8. STATEMENT OF OPERATIONS

     Restructuring and other charges includes (in thousands):



                                                              THREE MONTH PERIOD
                                                                    ENDED
                                                                JUNE 30, 1998
                                                              ------------------
                                                           
Acquisition related costs (Note 9)..........................       $21,463
Restructuring charges (Note 10).............................         8,800
                                                                   -------
Total.......................................................       $30,263
                                                                   =======


9. RELATED PARTY TRANSACTIONS AND BUSINESS COMBINATIONS

     In April 1998, the Company purchased read channel and preamplifier ASIC
technologies ("ASIC technologies") from Analog Devices, Inc. ("ADI") for $34.4
million in cash. Grant Saviers, former Chairman and CEO of the Company, is a
director of ADI. Additionally, in May 1998, the Company purchased Ridge for 1.2
million shares of the Company's common stock valued at $21.2 million and assumed
stock options valued at $13.1 million. Prior to the acquisition, the Company
owned a 19.9% interest in Ridge with a carrying value of approximately $1.5
million. The $1.5 million carrying value is net of an approximate $3.5 million
write-down of the investment balance taken in the third quarter of fiscal 1998
for an identified impairment. Grant Saviers, former Chairman and CEO of the
Company, was a director of Ridge. The Company accounted for both acquisitions
using the purchase method of accounting. Additionally, the Company incurred $1.2
million in professional fees, including finance, accounting, legal and appraisal
fees, related to the acquisitions, which were capitalized as part of the
purchase price of the transactions.

     As previously reported in the Company's Report on Form 10-Q for the quarter
ended June 30, 1998, the purchase of Ridge and the acquisition of ASIC
technologies from ADI, resulted in a first quarter write-off of acquired
in-process technology charge of $39.4 million and $26.4 million, respectively.
In the fourth quarter of fiscal 1999, the Company reduced its estimate of the
amount allocated to acquired in-process technology from the purchase of ASIC
technologies from ADI by $20.3 million from $26.4 million previously reported to
$6.1 million.

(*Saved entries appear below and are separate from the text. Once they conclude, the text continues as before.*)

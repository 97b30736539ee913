//! # st-sim
//!
//! Monte-Carlo simulation of single beam tracks crossing the SpecTrack pixel
//! telescope: multiple scattering, thin-lens bending, two-component hit
//! resolution, detection inefficiency and Poisson noise hits.

#![warn(missing_docs)]
#![warn(clippy::all)]

/// Event simulation.
pub mod simulate;

pub use simulate::{Impact, SimulatedEvent, Simulator, simulate_event};
//! # st-core
//!
//! Core types for SpecTrack, a toy pixel-spectrometer simulation and
//! Kalman-filter track reconstruction.
//!
//! This crate holds everything the simulator and the reconstruction share:
//! run configuration, telescope geometry, per-event hit containers, fitted
//! track states and the common error type.

#![warn(missing_docs)]
#![warn(clippy::all)]

/// Run configuration (geometry, physics, cuts, run settings).
pub mod config;
/// Error type.
pub mod error;
/// Per-event hit containers.
pub mod event;
/// Telescope geometry.
pub mod geometry;
/// Event source seam.
pub mod traits;
/// Track parameters and states.
pub mod types;

pub use config::{CutConfig, GeometryConfig, PhysicsConfig, RunConfig, RunSettings};
pub use error::{Error, Result};
pub use event::{EventHits, Hit, PlaneHits};
pub use geometry::{Geometry, Plane};
pub use traits::{EventSource, SourceEvent};
pub use types::{TrackParameter, TrackState, TrueTrack};

/// Crate version, reported in run artifacts.
pub const VERSION: &str = env!("CARGO_PKG_VERSION");
//! Run configuration.
//!
//! Every field has a default equal to the reference spectrometer setup
//! (two planes on each side of the magnet, 30 cm long telescope, 50 MeV beam),
//! so an empty config file is a valid config.

use std::path::Path;

use serde::{Deserialize, Serialize};

use crate::{Error, Result};

/// `dp / d(tan(dtheta))` per unit field integral: GeV per (T*cm).
pub const BEND_CONSTANT: f64 = 0.003;

/// Full run configuration.
#[derive(Debug, Clone, PartialEq, Serialize, Deserialize, Default)]
pub struct RunConfig {
    /// Telescope layout.
    #[serde(default)]
    pub geometry: GeometryConfig,
    /// Beam, material and detector response.
    #[serde(default)]
    pub physics: PhysicsConfig,
    /// Chi-square quality cuts.
    #[serde(default)]
    pub cuts: CutConfig,
    /// Event count, seed and threading.
    #[serde(default)]
    pub run: RunSettings,
}

/// Telescope layout.
#[derive(Debug, Clone, PartialEq, Serialize, Deserialize)]
pub struct GeometryConfig {
    /// Number of tracking planes on each side of the magnet.
    #[serde(default = "default_planes_per_side")]
    pub planes_per_side: usize,
    /// Distance between the first and the last plane (cm).
    #[serde(default = "default_spectrometer_length")]
    pub spectrometer_length: f64,
    /// Pixel pitch (cm).
    #[serde(default = "default_pixel_size")]
    pub pixel_size: f64,
    /// Half height of the chips before the magnet (cm).
    #[serde(default = "default_half_height_before")]
    pub half_height_before: f64,
    /// Half height of the chips after the magnet (cm).
    #[serde(default = "default_half_height_after")]
    pub half_height_after: f64,
    /// Half width of all chips (cm).
    #[serde(default = "default_half_width")]
    pub half_width: f64,
    /// Side of the square pixel window (in pixels) around the true impact
    /// in which noise hits are generated.
    #[serde(default = "default_noise_window_pixels")]
    pub noise_window_pixels: f64,
}

fn default_planes_per_side() -> usize {
    2
}

fn default_spectrometer_length() -> f64 {
    30.0
}

fn default_pixel_size() -> f64 {
    0.002
}

fn default_half_height_before() -> f64 {
    1.0
}

fn default_half_height_after() -> f64 {
    2.0
}

fn default_half_width() -> f64 {
    1.0
}

fn default_noise_window_pixels() -> f64 {
    500.0
}

impl Default for GeometryConfig {
    fn default() -> Self {
        Self {
            planes_per_side: default_planes_per_side(),
            spectrometer_length: default_spectrometer_length(),
            pixel_size: default_pixel_size(),
            half_height_before: default_half_height_before(),
            half_height_after: default_half_height_after(),
            half_width: default_half_width(),
            noise_window_pixels: default_noise_window_pixels(),
        }
    }
}

impl GeometryConfig {
    /// Total number of planes (both arms).
    pub fn n_planes(&self) -> usize {
        2 * self.planes_per_side
    }

    /// Equal spacing between consecutive planes (cm).
    pub fn dist_between_planes(&self) -> f64 {
        self.spectrometer_length / (self.n_planes() as f64 - 1.0)
    }
}

/// Beam, material and detector response.
#[derive(Debug, Clone, PartialEq, Serialize, Deserialize)]
pub struct PhysicsConfig {
    /// Beam momentum (GeV).
    #[serde(default = "default_beam_momentum")]
    pub beam_momentum: f64,
    /// Effective multiple-scattering angle times momentum per plane (rad*GeV).
    #[serde(default = "default_mult_scatt_angle")]
    pub mult_scatt_angle: f64,
    /// Incident track angle in the x-z plane (rad).
    #[serde(default)]
    pub theta_xz: f64,
    /// Nominal single-hit resolution (cm).
    #[serde(default = "default_resolution")]
    pub resolution: f64,
    /// Probability of an additional wide smearing of a coordinate.
    #[serde(default = "default_tail_amplitude")]
    pub tail_amplitude: f64,
    /// Width of the wide smearing component (cm).
    #[serde(default = "default_tail_width")]
    pub tail_width: f64,
    /// Probability that a crossing produces a hit.
    #[serde(default = "default_hit_efficiency")]
    pub hit_efficiency: f64,
    /// Noise probability per pixel in the readout window.
    #[serde(default = "default_noise_occupancy")]
    pub noise_occupancy: f64,
    /// Magnet field integral (T*cm).
    #[serde(default = "default_integral_bdl")]
    pub integral_bdl: f64,
    /// Fit 1/p (5 parameters). `false` is the field-off 4-parameter fit.
    #[serde(default = "default_fit_momentum")]
    pub fit_momentum: bool,
}

fn default_beam_momentum() -> f64 {
    0.05
}

fn default_mult_scatt_angle() -> f64 {
    0.0002
}

fn default_resolution() -> f64 {
    0.0006
}

fn default_tail_amplitude() -> f64 {
    0.1
}

fn default_tail_width() -> f64 {
    0.0018
}

fn default_hit_efficiency() -> f64 {
    0.97
}

fn default_noise_occupancy() -> f64 {
    0.00001
}

fn default_integral_bdl() -> f64 {
    0.5
}

fn default_fit_momentum() -> bool {
    true
}

impl Default for PhysicsConfig {
    fn default() -> Self {
        Self {
            beam_momentum: default_beam_momentum(),
            mult_scatt_angle: default_mult_scatt_angle(),
            theta_xz: 0.0,
            resolution: default_resolution(),
            tail_amplitude: default_tail_amplitude(),
            tail_width: default_tail_width(),
            hit_efficiency: default_hit_efficiency(),
            noise_occupancy: default_noise_occupancy(),
            integral_bdl: default_integral_bdl(),
            fit_momentum: default_fit_momentum(),
        }
    }
}

impl PhysicsConfig {
    /// Thin-lens deflection of a beam-momentum particle in the magnet (rad).
    pub fn bend_angle(&self) -> f64 {
        BEND_CONSTANT * self.integral_bdl / self.beam_momentum
    }

    /// Per-plane scattering angle for a particle with inverse momentum `inv_p`.
    pub fn scattering_angle(&self, inv_p: f64) -> f64 {
        self.mult_scatt_angle * inv_p
    }

    /// Number of fitted track parameters.
    pub fn n_fit_parameters(&self) -> usize {
        if self.fit_momentum { 5 } else { 4 }
    }
}

/// Chi-square quality cuts.
#[derive(Debug, Clone, PartialEq, Serialize, Deserialize)]
pub struct CutConfig {
    /// Cut on the filter chi-square at the third plane.
    #[serde(default = "default_stage_cut")]
    pub cut1: f64,
    /// Cut on the filter chi-square at every later plane.
    #[serde(default = "default_stage_cut")]
    pub cut2: f64,
    /// Cut on the global chi-square. `None` derives it from the geometry.
    #[serde(default)]
    pub cut3: Option<f64>,
    /// Beam-profile cut on seed hits in plane 0, in pixels.
    #[serde(default = "default_beam_profile_pixels")]
    pub beam_profile_pixels: f64,
}

fn default_stage_cut() -> f64 {
    8.0
}

fn default_beam_profile_pixels() -> f64 {
    4.0
}

impl Default for CutConfig {
    fn default() -> Self {
        Self {
            cut1: default_stage_cut(),
            cut2: default_stage_cut(),
            cut3: None,
            beam_profile_pixels: default_beam_profile_pixels(),
        }
    }
}

impl CutConfig {
    /// Effective global chi-square cut: `(4 * planes_per_side - 5) * 2.5` unless overridden.
    pub fn global_cut(&self, planes_per_side: usize) -> f64 {
        self.cut3.unwrap_or((4.0 * planes_per_side as f64 - 5.0) * 2.5)
    }
}

/// Event count, seed and threading.
#[derive(Debug, Clone, PartialEq, Serialize, Deserialize)]
pub struct RunSettings {
    /// Number of events to simulate.
    #[serde(default = "default_events")]
    pub events: u64,
    /// Base RNG seed; event `i` is simulated with seed `seed + i`.
    #[serde(default = "default_seed")]
    pub seed: u64,
    /// Threads (0 = auto). Results do not depend on this value.
    #[serde(default = "default_threads")]
    pub threads: usize,
}

fn default_events() -> u64 {
    5000
}

fn default_seed() -> u64 {
    42
}

fn default_threads() -> usize {
    1
}

impl Default for RunSettings {
    fn default() -> Self {
        Self { events: default_events(), seed: default_seed(), threads: default_threads() }
    }
}

fn check_positive(name: &str, v: f64) -> Result<()> {
    if !v.is_finite() || v <= 0.0 {
        return Err(Error::Validation(format!("{name} must be finite and > 0, got {v}")));
    }
    Ok(())
}

fn check_non_negative(name: &str, v: f64) -> Result<()> {
    if !v.is_finite() || v < 0.0 {
        return Err(Error::Validation(format!("{name} must be finite and >= 0, got {v}")));
    }
    Ok(())
}

fn check_probability(name: &str, v: f64) -> Result<()> {
    if !v.is_finite() || !(0.0..=1.0).contains(&v) {
        return Err(Error::Validation(format!("{name} must be in [0, 1], got {v}")));
    }
    Ok(())
}

impl RunConfig {
    /// Validate ranges of all physical constants.
    pub fn validate(&self) -> Result<()> {
        let g = &self.geometry;
        if g.planes_per_side == 0 {
            return Err(Error::Validation("planes_per_side must be >= 1".to_string()));
        }
        check_positive("spectrometer_length", g.spectrometer_length)?;
        check_positive("pixel_size", g.pixel_size)?;
        check_positive("half_height_before", g.half_height_before)?;
        check_positive("half_height_after", g.half_height_after)?;
        check_positive("half_width", g.half_width)?;
        check_non_negative("noise_window_pixels", g.noise_window_pixels)?;

        let p = &self.physics;
        check_positive("beam_momentum", p.beam_momentum)?;
        check_non_negative("mult_scatt_angle", p.mult_scatt_angle)?;
        if !p.theta_xz.is_finite() {
            return Err(Error::Validation("theta_xz must be finite".to_string()));
        }
        check_positive("resolution", p.resolution)?;
        check_probability("tail_amplitude", p.tail_amplitude)?;
        check_non_negative("tail_width", p.tail_width)?;
        check_probability("hit_efficiency", p.hit_efficiency)?;
        check_probability("noise_occupancy", p.noise_occupancy)?;
        if !p.integral_bdl.is_finite() {
            return Err(Error::Validation("integral_bdl must be finite".to_string()));
        }

        let c = &self.cuts;
        check_non_negative("cut1", c.cut1)?;
        check_non_negative("cut2", c.cut2)?;
        if let Some(cut3) = c.cut3 {
            check_non_negative("cut3", cut3)?;
        }
        check_positive("beam_profile_pixels", c.beam_profile_pixels)?;
        Ok(())
    }

    /// Read a YAML or JSON config file (YAML parser also reads JSON) and validate it.
    pub fn from_path(path: &Path) -> Result<Self> {
        let bytes = std::fs::read(path)?;
        let cfg: RunConfig = serde_yaml_ng::from_slice(&bytes)?;
        cfg.validate()?;
        Ok(cfg)
    }
}
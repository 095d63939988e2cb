//! Global Harness Constants.
//!
//! This module defines constants shared across the harness. It includes:
//! 1. **Register Map:** Default physical addresses of the console and accelerator registers.
//! 2. **Register Layout:** Offsets of the CRC unit's data and polynomial registers.
//! 3. **Audit Inputs:** The fixed operands used by the full performance audit.

/// Default physical address of the UART data register.
pub const UART_DATA_ADDR: u64 = 0x2000_0000;

/// Default physical address of the square-root unit's operand/result register.
pub const SQRT_BASE: u64 = 0x4000_0000;

/// Default physical base address of the CRC-32 unit.
pub const CRC_BASE: u64 = 0x6000_0000;

/// Offset of the CRC data register (write operand, read checksum).
pub const CRC_DATA_OFFSET: u64 = 0x0;

/// Offset of the CRC polynomial configuration register.
pub const CRC_POLY_OFFSET: u64 = 0x4;

/// Size of the MMIO window decoded by each accelerator.
pub const ACCEL_WINDOW_SIZE: u64 = 0x1000;

/// Reflected IEEE 802.3 CRC-32 polynomial.
pub const CRC32_IEEE_REFLECTED: u32 = 0xEDB8_8320;

/// Operand of the square-root audit trial.
pub const SQRT_AUDIT_INPUT: u32 = 123_456;

/// Data word of the CRC-32 audit trial.
pub const CRC_AUDIT_INPUT: u32 = 0xDEAD_BEEF;

/// Polynomial programmed before the CRC-32 audit trial.
pub const CRC_AUDIT_POLYNOMIAL: u32 = CRC32_IEEE_REFLECTED;

/// Highest exponent representable in a 32-bit polynomial.
pub const MAX_POLY_EXPONENT: i32 = 31;

/// Exponent value that finishes the polynomial builder.
pub const POLY_FINISH_EXPONENT: i32 = -1;
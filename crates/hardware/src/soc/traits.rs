//! Device trait for memory-mapped I/O.
//!
//! This module defines the `Device` trait implemented by every bus-attached unit. It provides:
//! 1. **Identification:** `name` and `address_range` for bus routing.
//! 2. **Access:** 32-bit register read/write at device-relative offsets.
//! 3. **Lifecycle:** Optional `reset` to return the unit to its power-on state.

/// Trait for memory-mapped devices attached to the register bus.
///
/// The accelerators decode 32-bit accesses only; a narrower or misaligned access is
/// the caller's problem and is routed as if it were aligned.
pub trait Device {
    /// Returns a short name for this device (e.g., `"FPSQRT"`, `"CRC32"`).
    fn name(&self) -> &str;
    /// Returns (base_address, size_in_bytes) for this device's MMIO window.
    fn address_range(&self) -> (u64, u64);
    /// Reads the 32-bit register at the given device-relative offset.
    fn read_u32(&mut self, offset: u64) -> u32;
    /// Writes the 32-bit register at the given device-relative offset.
    fn write_u32(&mut self, offset: u64, val: u32);

    /// Returns the device to its power-on state (default: no state to reset).
    fn reset(&mut self) {}
}
//! System-on-Chip construction and top-level `System` type.
//!
//! This module builds the simulated board from configuration. It performs:
//! 1. **Bus setup:** Creates the register bus.
//! 2. **Device registration:** Instantiates the square-root and CRC-32 units at
//!    their configured base addresses.
//! 3. **Proxy access:** Implements [`AcceleratorProxy`] by routing logical
//!    registers to physical addresses, with an optional settle delay per write.

use std::hint;

use crate::accel::{AccelRegister, AcceleratorProxy};
use crate::common::{ConfigError, Result};
use crate::common::constants::{ACCEL_WINDOW_SIZE, CRC_DATA_OFFSET, CRC_POLY_OFFSET};
use crate::config::Config;
use crate::soc::devices::{Crc32Unit, FpSqrt};
use crate::soc::interconnect::Bus;

/// Simulated board: the register bus plus the register map used to reach it.
#[derive(Debug)]
pub struct System {
    /// Register bus hosting the accelerator models.
    pub bus: Bus,
    /// Busy-wait iterations after every register write.
    pub settle_spins: u32,
    sqrt_addr: u64,
    crc_data_addr: u64,
    crc_poly_addr: u64,
}

impl System {
    /// Builds a system from configuration.
    ///
    /// # Errors
    ///
    /// Returns [`ConfigError::InvalidValue`] if a device window would wrap the
    /// address space, or an overlap error if the windows collide.
    pub fn new(config: &Config) -> Result<Self> {
        let mut bus = Bus::new();
        let system = &config.system;
        let accel = &config.accelerator;

        let sqrt_end = system.sqrt_base.checked_add(ACCEL_WINDOW_SIZE);
        let crc_end = system.crc_base.checked_add(ACCEL_WINDOW_SIZE);
        if sqrt_end.is_none() {
            return Err(ConfigError::invalid(
                "system.sqrt_base",
                "register window runs past the end of the address space",
            ));
        }
        if crc_end.is_none() {
            return Err(ConfigError::invalid(
                "system.crc_base",
                "register window runs past the end of the address space",
            ));
        }

        bus.add_device(Box::new(FpSqrt::new(
            system.sqrt_base,
            ACCEL_WINDOW_SIZE,
            accel.sqrt_fault_mask,
        )))?;
        bus.add_device(Box::new(Crc32Unit::new(
            system.crc_base,
            ACCEL_WINDOW_SIZE,
            accel.crc_reset_polynomial,
            accel.crc_fault_mask,
        )))?;

        if accel.sqrt_fault_mask != 0 || accel.crc_fault_mask != 0 {
            tracing::warn!(
                "fault injection enabled (sqrt mask {:#x}, crc mask {:#x})",
                accel.sqrt_fault_mask,
                accel.crc_fault_mask
            );
        }

        Ok(Self {
            bus,
            settle_spins: accel.settle_spins,
            sqrt_addr: system.sqrt_base,
            // In range: the whole window fits below `crc_end`.
            crc_data_addr: system.crc_base + CRC_DATA_OFFSET,
            crc_poly_addr: system.crc_base + CRC_POLY_OFFSET,
        })
    }

    /// Returns the physical address backing `reg`.
    pub const fn address_of(&self, reg: AccelRegister) -> u64 {
        match reg {
            AccelRegister::Sqrt => self.sqrt_addr,
            AccelRegister::CrcData => self.crc_data_addr,
            AccelRegister::CrcPoly => self.crc_poly_addr,
        }
    }

    /// Returns every device to its power-on state.
    pub fn reset(&mut self) {
        self.bus.reset();
    }

    #[inline(always)]
    fn settle(&self) {
        for _ in 0..self.settle_spins {
            hint::spin_loop();
        }
    }
}

impl AcceleratorProxy for System {
    #[inline(always)]
    fn write(&mut self, reg: AccelRegister, value: u32) {
        self.bus.write_u32(self.address_of(reg), value);
        self.settle();
    }

    #[inline(always)]
    fn read(&mut self, reg: AccelRegister) -> u32 {
        self.bus.read_u32(self.address_of(reg))
    }
}
//! Character console transport.
//!
//! The operator talks to the harness one byte at a time. This module provides:
//! 1. **Transport:** The [`Console`] capability (`emit` a byte, `consume` a byte or
//!    end-of-input).
//! 2. **Formatting:** [`ConsoleExt`] helpers for strings, decimal, and hexadecimal.
//! 3. **Implementations:** An in-memory scripted console, a stdio console, and
//!    the board's memory-mapped UART.

/// UART data register console for the target board.
pub mod mmio;

/// In-memory console with scripted input and captured output.
pub mod scripted;

/// Console bound to the process's stdin and stdout.
pub mod stdio;

pub use mmio::MmioConsole;
pub use scripted::ScriptedConsole;
pub use stdio::StdioConsole;

/// Byte-oriented console transport.
pub trait Console {
    /// Sends one byte to the operator.
    fn emit(&mut self, byte: u8);

    /// Takes the next input byte, or `None` once the input is exhausted.
    ///
    /// End-of-input is sticky: after the first `None`, every later call returns `None`.
    fn consume(&mut self) -> Option<u8>;
}

impl<C: Console + ?Sized> Console for &mut C {
    fn emit(&mut self, byte: u8) {
        (**self).emit(byte);
    }

    fn consume(&mut self) -> Option<u8> {
        (**self).consume()
    }
}

/// Formatting helpers available on every [`Console`].
pub trait ConsoleExt: Console {
    /// Emits every byte of `text`.
    fn print(&mut self, text: &str) {
        for byte in text.bytes() {
            self.emit(byte);
        }
    }

    /// Emits `value` in decimal.
    fn print_dec(&mut self, value: u32) {
        self.print(&value.to_string());
    }

    /// Emits `value` as `0x` followed by eight upper-case hex digits.
    fn print_hex(&mut self, value: u32) {
        self.print(&format!("{value:#010X}"));
    }
}

impl<C: Console + ?Sized> ConsoleExt for C {}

Amortization of intangibles increased approximately $1.7 million
in the first quarter of fiscal 1999 from $2.8 million to $4.5 million. Basic and
diluted net loss per share for the first quarter of fiscal 1999 was impacted by
the restatement as follows:



                                                              PRIOR TO      SUBSEQUENT TO
FISCAL 1999                                                  RESTATEMENT     RESTATEMENT
- -----------                                                  -----------    -------------
                                                                      
First quarter:
  Basic....................................................    $(0.68)         $(0.51)
  Diluted..................................................    $(0.68)         $(0.51)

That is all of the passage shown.